- **YOUR ASSIGNMENT**: Give back exactly the lines of the entries below from the line with "handle.cancel.cancel();" to the line with "with append-only semantics.", inclusive, and only those.

Stored dataset items
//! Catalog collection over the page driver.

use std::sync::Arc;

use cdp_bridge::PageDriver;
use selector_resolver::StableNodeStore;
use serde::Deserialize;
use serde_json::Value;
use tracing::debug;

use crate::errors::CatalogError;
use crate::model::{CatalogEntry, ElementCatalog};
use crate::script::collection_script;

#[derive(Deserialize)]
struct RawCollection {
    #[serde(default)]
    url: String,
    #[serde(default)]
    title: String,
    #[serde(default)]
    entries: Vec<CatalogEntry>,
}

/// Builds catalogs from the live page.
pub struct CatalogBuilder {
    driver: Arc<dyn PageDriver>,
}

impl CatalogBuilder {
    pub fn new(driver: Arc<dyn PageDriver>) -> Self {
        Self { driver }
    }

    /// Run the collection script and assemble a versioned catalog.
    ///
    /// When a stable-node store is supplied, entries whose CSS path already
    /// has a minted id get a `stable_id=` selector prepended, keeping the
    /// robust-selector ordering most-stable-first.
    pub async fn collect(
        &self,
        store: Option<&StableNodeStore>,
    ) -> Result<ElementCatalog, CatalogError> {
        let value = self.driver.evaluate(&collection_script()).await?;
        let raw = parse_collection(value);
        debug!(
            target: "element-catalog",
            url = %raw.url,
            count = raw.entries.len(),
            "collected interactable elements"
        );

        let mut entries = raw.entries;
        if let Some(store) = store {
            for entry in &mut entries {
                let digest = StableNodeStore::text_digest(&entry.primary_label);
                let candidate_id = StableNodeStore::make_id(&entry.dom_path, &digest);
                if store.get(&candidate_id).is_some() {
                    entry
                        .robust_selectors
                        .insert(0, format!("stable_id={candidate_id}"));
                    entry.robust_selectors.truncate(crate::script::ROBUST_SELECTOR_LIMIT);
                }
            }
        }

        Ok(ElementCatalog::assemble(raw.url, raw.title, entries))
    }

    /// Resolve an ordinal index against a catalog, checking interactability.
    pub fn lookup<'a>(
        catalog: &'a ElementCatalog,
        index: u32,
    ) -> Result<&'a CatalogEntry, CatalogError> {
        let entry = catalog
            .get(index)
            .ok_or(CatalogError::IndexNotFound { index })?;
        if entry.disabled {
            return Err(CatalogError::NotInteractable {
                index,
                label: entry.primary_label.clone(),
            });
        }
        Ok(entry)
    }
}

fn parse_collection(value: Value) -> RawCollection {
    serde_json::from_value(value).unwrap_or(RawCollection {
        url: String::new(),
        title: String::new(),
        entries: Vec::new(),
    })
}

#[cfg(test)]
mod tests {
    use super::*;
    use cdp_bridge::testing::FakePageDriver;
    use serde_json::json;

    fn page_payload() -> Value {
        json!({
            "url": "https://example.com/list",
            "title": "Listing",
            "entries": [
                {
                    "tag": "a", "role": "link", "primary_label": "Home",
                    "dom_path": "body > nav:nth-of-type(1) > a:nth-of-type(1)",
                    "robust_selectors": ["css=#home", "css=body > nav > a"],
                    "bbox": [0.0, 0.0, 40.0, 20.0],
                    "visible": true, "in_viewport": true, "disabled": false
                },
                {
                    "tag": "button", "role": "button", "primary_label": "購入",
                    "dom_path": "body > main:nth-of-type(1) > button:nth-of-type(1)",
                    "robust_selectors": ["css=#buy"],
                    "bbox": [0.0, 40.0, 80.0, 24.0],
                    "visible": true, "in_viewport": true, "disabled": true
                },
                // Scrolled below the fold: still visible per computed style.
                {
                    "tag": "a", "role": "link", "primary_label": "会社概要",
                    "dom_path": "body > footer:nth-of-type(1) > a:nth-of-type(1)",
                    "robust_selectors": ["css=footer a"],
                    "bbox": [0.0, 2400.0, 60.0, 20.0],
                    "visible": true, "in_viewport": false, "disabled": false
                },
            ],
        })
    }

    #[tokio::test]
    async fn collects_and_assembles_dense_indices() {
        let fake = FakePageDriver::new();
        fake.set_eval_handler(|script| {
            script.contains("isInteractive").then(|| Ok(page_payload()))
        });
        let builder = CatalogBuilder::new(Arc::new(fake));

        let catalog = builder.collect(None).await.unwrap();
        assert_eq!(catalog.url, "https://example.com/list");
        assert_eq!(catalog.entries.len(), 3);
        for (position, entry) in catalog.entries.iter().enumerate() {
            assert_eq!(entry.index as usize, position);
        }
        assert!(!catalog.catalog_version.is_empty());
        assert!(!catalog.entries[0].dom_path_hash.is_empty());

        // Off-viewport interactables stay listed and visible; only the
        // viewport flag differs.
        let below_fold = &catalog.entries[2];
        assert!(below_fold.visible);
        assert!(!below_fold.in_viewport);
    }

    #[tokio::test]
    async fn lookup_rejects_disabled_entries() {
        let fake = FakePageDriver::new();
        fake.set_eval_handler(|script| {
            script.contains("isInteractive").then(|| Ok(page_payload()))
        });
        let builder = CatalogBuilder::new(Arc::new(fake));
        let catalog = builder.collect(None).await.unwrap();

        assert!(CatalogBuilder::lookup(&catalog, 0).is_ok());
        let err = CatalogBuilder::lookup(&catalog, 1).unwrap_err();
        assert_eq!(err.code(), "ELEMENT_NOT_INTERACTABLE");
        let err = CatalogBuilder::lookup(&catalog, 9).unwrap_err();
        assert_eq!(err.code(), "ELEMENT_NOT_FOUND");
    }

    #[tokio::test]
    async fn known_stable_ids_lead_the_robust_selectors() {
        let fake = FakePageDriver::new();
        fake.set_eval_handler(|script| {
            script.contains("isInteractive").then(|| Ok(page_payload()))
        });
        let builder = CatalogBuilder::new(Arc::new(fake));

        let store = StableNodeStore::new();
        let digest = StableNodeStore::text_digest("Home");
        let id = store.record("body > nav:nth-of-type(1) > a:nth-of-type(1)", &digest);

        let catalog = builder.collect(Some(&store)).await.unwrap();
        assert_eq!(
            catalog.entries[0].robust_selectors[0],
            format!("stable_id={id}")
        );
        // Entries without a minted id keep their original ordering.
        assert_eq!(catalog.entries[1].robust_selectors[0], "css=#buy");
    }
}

---

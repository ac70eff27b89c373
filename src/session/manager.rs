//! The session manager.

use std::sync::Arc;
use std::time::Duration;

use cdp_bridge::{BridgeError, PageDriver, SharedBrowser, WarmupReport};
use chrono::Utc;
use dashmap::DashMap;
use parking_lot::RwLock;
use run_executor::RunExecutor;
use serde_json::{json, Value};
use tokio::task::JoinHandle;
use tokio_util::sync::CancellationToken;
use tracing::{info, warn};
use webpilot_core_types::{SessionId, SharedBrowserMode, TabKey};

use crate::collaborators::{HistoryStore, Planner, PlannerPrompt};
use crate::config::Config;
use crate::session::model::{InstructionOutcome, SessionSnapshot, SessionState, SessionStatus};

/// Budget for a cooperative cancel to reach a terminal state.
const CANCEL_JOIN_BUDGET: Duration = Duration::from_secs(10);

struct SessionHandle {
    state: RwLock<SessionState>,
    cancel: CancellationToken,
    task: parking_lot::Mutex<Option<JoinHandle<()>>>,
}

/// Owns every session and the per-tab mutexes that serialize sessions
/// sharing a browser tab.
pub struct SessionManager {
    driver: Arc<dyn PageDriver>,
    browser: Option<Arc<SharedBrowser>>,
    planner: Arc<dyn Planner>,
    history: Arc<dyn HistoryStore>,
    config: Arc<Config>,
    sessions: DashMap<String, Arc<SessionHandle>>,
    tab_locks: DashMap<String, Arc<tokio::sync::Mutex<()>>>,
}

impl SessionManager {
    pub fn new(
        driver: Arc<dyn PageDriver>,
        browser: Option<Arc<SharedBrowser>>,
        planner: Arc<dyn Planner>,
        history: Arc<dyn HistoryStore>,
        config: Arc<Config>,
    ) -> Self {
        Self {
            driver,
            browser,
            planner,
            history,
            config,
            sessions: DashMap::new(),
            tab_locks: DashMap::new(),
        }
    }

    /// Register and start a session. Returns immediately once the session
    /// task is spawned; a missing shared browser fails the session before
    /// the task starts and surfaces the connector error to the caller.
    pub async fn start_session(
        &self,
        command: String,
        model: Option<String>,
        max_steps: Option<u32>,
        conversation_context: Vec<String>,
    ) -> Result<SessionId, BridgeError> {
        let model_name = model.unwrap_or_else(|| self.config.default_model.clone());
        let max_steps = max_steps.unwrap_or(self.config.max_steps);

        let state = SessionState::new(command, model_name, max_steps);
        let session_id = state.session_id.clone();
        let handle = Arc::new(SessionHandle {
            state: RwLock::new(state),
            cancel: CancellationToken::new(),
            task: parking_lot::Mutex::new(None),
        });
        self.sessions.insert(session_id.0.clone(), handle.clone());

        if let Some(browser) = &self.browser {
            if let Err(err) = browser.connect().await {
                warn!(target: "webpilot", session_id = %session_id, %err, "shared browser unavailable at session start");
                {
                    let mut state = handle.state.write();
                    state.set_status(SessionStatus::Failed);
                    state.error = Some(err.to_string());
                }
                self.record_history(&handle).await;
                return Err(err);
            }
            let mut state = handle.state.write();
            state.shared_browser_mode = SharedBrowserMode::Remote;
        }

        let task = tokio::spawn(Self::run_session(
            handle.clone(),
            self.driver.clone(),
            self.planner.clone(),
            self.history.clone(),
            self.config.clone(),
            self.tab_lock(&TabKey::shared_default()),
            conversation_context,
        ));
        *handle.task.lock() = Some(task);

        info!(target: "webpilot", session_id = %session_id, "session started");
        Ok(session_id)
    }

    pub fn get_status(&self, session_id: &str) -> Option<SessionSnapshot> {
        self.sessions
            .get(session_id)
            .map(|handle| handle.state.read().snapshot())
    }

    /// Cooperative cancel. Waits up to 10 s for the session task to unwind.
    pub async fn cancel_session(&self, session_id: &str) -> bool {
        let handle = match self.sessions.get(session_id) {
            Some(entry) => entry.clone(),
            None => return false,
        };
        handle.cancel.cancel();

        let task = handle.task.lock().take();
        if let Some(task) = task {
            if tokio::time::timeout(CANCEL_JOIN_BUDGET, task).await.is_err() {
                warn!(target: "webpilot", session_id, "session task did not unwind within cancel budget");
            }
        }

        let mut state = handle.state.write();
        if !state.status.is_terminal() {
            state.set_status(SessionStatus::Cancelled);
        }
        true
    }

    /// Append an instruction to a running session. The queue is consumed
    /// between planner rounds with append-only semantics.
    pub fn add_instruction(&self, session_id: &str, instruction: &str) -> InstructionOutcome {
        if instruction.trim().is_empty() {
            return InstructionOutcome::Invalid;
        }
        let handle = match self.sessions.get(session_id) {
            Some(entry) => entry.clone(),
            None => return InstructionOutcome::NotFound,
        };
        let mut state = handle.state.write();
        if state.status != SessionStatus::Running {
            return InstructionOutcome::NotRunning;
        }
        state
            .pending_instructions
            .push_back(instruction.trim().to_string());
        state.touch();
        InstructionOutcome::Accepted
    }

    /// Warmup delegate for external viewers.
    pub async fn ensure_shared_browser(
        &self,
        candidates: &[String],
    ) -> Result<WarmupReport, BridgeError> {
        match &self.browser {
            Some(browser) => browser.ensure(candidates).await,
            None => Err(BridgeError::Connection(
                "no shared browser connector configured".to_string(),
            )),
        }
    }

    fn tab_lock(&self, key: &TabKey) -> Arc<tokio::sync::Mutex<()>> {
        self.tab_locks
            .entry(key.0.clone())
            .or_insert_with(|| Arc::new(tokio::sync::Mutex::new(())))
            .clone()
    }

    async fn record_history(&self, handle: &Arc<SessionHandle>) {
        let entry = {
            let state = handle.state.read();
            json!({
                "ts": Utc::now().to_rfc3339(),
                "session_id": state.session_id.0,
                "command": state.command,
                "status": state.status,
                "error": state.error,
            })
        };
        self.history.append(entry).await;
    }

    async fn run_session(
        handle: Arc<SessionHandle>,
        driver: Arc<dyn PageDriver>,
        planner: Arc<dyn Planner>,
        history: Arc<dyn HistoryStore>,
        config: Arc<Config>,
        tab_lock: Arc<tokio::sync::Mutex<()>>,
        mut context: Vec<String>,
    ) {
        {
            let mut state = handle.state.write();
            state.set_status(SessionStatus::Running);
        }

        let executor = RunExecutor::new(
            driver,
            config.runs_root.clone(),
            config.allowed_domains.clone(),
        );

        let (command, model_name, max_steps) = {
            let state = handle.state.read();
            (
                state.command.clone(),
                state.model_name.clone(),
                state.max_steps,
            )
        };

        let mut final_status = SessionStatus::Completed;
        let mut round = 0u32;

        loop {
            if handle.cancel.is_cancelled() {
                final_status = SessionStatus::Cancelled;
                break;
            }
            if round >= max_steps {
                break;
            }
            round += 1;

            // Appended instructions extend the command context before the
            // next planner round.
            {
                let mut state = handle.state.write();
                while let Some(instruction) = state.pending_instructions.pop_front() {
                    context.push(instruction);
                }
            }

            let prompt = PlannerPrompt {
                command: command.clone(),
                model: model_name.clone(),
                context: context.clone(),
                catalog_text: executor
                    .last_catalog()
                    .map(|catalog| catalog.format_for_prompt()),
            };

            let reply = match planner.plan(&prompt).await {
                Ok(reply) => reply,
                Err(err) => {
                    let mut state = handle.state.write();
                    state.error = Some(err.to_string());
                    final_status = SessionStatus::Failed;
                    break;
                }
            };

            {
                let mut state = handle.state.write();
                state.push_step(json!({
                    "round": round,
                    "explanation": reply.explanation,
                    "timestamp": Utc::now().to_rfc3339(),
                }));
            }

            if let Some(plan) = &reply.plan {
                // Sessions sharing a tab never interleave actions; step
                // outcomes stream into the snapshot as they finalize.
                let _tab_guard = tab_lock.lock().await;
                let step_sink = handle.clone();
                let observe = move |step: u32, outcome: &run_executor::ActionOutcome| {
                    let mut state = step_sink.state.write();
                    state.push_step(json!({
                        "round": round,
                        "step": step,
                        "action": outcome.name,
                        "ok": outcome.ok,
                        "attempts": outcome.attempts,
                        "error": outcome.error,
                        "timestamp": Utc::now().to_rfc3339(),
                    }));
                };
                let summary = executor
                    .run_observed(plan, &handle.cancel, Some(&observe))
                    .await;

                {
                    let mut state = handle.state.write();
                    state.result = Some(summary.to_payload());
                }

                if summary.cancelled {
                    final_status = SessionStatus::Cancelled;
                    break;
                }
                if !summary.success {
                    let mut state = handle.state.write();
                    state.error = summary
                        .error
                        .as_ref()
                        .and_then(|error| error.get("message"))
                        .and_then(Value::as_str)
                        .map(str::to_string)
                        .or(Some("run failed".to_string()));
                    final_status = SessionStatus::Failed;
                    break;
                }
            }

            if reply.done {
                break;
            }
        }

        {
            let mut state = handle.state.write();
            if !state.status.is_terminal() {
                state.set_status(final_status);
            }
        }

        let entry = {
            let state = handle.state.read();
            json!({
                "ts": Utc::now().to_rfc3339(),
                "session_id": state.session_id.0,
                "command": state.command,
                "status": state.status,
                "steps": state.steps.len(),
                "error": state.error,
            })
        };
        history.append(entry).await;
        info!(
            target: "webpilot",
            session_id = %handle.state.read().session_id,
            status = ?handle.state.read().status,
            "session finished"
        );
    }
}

- **COMPLETED EXERCISE**:
        handle.cancel.cancel();

        let task = handle.task.lock().take();
        if let Some(task) = task {
            if tokio::time::timeout(CANCEL_JOIN_BUDGET, task).await.is_err() {
                warn!(target: "webpilot", session_id, "session task did not unwind within cancel budget");
            }
        }

        let mut state = handle.state.write();
        if !state.status.is_terminal() {
            state.set_status(SessionStatus::Cancelled);
        }
        true
    }

    /// Append an instruction to a running session. The queue is consumed
    /// between planner rounds with append-only semantics.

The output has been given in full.